- EXERCISE GOAL
Give the listing again in full, exactly as written.

- EXTRACTED INFORMATION
---

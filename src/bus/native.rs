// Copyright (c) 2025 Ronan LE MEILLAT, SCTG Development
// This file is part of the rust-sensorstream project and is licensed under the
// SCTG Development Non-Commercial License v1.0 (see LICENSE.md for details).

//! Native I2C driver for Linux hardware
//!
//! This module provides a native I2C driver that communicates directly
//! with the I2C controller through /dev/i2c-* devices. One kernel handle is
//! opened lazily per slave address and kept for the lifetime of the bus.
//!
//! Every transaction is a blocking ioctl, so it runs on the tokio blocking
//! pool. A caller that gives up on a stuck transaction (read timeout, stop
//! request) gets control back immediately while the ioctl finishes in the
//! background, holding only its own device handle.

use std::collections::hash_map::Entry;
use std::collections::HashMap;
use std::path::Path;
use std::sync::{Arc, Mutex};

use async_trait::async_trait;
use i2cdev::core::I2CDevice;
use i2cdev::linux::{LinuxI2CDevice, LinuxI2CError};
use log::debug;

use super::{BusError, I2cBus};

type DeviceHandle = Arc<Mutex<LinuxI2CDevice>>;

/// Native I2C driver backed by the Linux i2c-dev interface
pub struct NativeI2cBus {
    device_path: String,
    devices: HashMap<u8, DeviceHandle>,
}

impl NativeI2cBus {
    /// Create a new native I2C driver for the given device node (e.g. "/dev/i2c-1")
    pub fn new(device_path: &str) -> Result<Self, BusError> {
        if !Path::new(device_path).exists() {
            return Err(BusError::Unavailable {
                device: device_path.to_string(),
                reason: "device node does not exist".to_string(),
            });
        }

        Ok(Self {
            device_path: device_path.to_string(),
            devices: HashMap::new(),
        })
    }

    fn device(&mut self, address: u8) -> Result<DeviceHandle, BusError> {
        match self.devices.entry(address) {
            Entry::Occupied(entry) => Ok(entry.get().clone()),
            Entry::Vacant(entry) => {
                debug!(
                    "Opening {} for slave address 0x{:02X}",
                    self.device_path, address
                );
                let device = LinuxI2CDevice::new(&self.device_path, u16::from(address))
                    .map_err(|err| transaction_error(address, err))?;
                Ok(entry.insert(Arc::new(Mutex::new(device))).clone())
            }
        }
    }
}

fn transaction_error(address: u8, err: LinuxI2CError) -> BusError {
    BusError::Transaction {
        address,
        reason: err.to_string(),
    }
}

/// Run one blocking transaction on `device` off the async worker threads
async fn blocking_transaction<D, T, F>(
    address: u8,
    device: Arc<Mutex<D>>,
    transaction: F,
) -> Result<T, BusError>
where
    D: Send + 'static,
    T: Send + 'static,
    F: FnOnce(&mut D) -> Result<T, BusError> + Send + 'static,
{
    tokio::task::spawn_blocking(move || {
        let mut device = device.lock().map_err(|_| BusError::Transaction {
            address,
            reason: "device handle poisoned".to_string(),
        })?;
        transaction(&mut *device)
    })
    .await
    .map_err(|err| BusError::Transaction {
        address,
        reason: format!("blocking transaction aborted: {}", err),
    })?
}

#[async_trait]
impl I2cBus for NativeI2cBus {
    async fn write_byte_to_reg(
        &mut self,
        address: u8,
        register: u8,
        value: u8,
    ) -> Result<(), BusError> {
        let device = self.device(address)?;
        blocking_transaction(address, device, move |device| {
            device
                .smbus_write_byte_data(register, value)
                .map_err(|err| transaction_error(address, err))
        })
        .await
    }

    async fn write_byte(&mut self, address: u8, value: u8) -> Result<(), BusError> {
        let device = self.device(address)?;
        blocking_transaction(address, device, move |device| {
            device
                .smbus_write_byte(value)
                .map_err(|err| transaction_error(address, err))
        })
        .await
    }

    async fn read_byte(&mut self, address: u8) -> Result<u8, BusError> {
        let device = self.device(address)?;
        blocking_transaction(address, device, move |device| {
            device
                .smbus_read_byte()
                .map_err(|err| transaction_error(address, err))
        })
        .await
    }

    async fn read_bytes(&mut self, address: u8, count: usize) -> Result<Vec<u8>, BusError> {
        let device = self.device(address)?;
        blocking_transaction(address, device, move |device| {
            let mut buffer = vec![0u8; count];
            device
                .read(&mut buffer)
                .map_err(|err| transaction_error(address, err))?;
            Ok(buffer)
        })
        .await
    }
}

---

- SOLUTION BELOW
filename src/bus/native.rs
// Copyright (c) 2025 Ronan LE MEILLAT, SCTG Development
// This file is part of the rust-sensorstream project and is licensed under the
// SCTG Development Non-Commercial License v1.0 (see LICENSE.md for details).

//! Native I2C driver for Linux hardware
//!
//! This module provides a native I2C driver that communicates directly
//! with the I2C controller through /dev/i2c-* devices. One kernel handle is
//! opened lazily per slave address and kept for the lifetime of the bus.
//!
//! Every transaction is a blocking ioctl, so it runs on the tokio blocking
//! pool. A caller that gives up on a stuck transaction (read timeout, stop
//! request) gets control back immediately while the ioctl finishes in the
//! background, holding only its own device handle.

use std::collections::hash_map::Entry;
use std::collections::HashMap;
use std::path::Path;
use std::sync::{Arc, Mutex};

use async_trait::async_trait;
use i2cdev::core::I2CDevice;
use i2cdev::linux::{LinuxI2CDevice, LinuxI2CError};
use log::debug;

use super::{BusError, I2cBus};

type DeviceHandle = Arc<Mutex<LinuxI2CDevice>>;

/// Native I2C driver backed by the Linux i2c-dev interface
pub struct NativeI2cBus {
    device_path: String,
    devices: HashMap<u8, DeviceHandle>,
}

impl NativeI2cBus {
    /// Create a new native I2C driver for the given device node (e.g. "/dev/i2c-1")
    pub fn new(device_path: &str) -> Result<Self, BusError> {
        if !Path::new(device_path).exists() {
            return Err(BusError::Unavailable {
                device: device_path.to_string(),
                reason: "device node does not exist".to_string(),
            });
        }

        Ok(Self {
            device_path: device_path.to_string(),
            devices: HashMap::new(),
        })
    }

    fn device(&mut self, address: u8) -> Result<DeviceHandle, BusError> {
        match self.devices.entry(address) {
            Entry::Occupied(entry) => Ok(entry.get().clone()),
            Entry::Vacant(entry) => {
                debug!(
                    "Opening {} for slave address 0x{:02X}",
                    self.device_path, address
                );
                let device = LinuxI2CDevice::new(&self.device_path, u16::from(address))
                    .map_err(|err| transaction_error(address, err))?;
                Ok(entry.insert(Arc::new(Mutex::new(device))).clone())
            }
        }
    }
}

fn transaction_error(address: u8, err: LinuxI2CError) -> BusError {
    BusError::Transaction {
        address,
        reason: err.to_string(),
    }
}

/// Run one blocking transaction on `device` off the async worker threads
async fn blocking_transaction<D, T, F>(
    address: u8,
    device: Arc<Mutex<D>>,
    transaction: F,
) -> Result<T, BusError>
where
    D: Send + 'static,
    T: Send + 'static,
    F: FnOnce(&mut D) -> Result<T, BusError> + Send + 'static,
{
    tokio::task::spawn_blocking(move || {
        let mut device = device.lock().map_err(|_| BusError::Transaction {
            address,
            reason: "device handle poisoned".to_string(),
        })?;
        transaction(&mut *device)
    })
    .await
    .map_err(|err| BusError::Transaction {
        address,
        reason: format!("blocking transaction aborted: {}", err),
    })?
}

#[async_trait]
impl I2cBus for NativeI2cBus {
    async fn write_byte_to_reg(
        &mut self,
        address: u8,
        register: u8,
        value: u8,
    ) -> Result<(), BusError> {
        let device = self.device(address)?;
        blocking_transaction(address, device, move |device| {
            device
                .smbus_write_byte_data(register, value)
                .map_err(|err| transaction_error(address, err))
        })
        .await
    }

    async fn write_byte(&mut self, address: u8, value: u8) -> Result<(), BusError> {
        let device = self.device(address)?;
        blocking_transaction(address, device, move |device| {
            device
                .smbus_write_byte(value)
                .map_err(|err| transaction_error(address, err))
        })
        .await
    }

    async fn read_byte(&mut self, address: u8) -> Result<u8, BusError> {
        let device = self.device(address)?;
        blocking_transaction(address, device, move |device| {
            device
                .smbus_read_byte()
                .map_err(|err| transaction_error(address, err))
        })
        .await
    }

    async fn read_bytes(&mut self, address: u8, count: usize) -> Result<Vec<u8>, BusError> {
        let device = self.device(address)?;
        blocking_transaction(address, device, move |device| {
            let mut buffer = vec![0u8; count];
            device
                .read(&mut buffer)
                .map_err(|err| transaction_error(address, err))?;
            Ok(buffer)
        })
        .await
    }
}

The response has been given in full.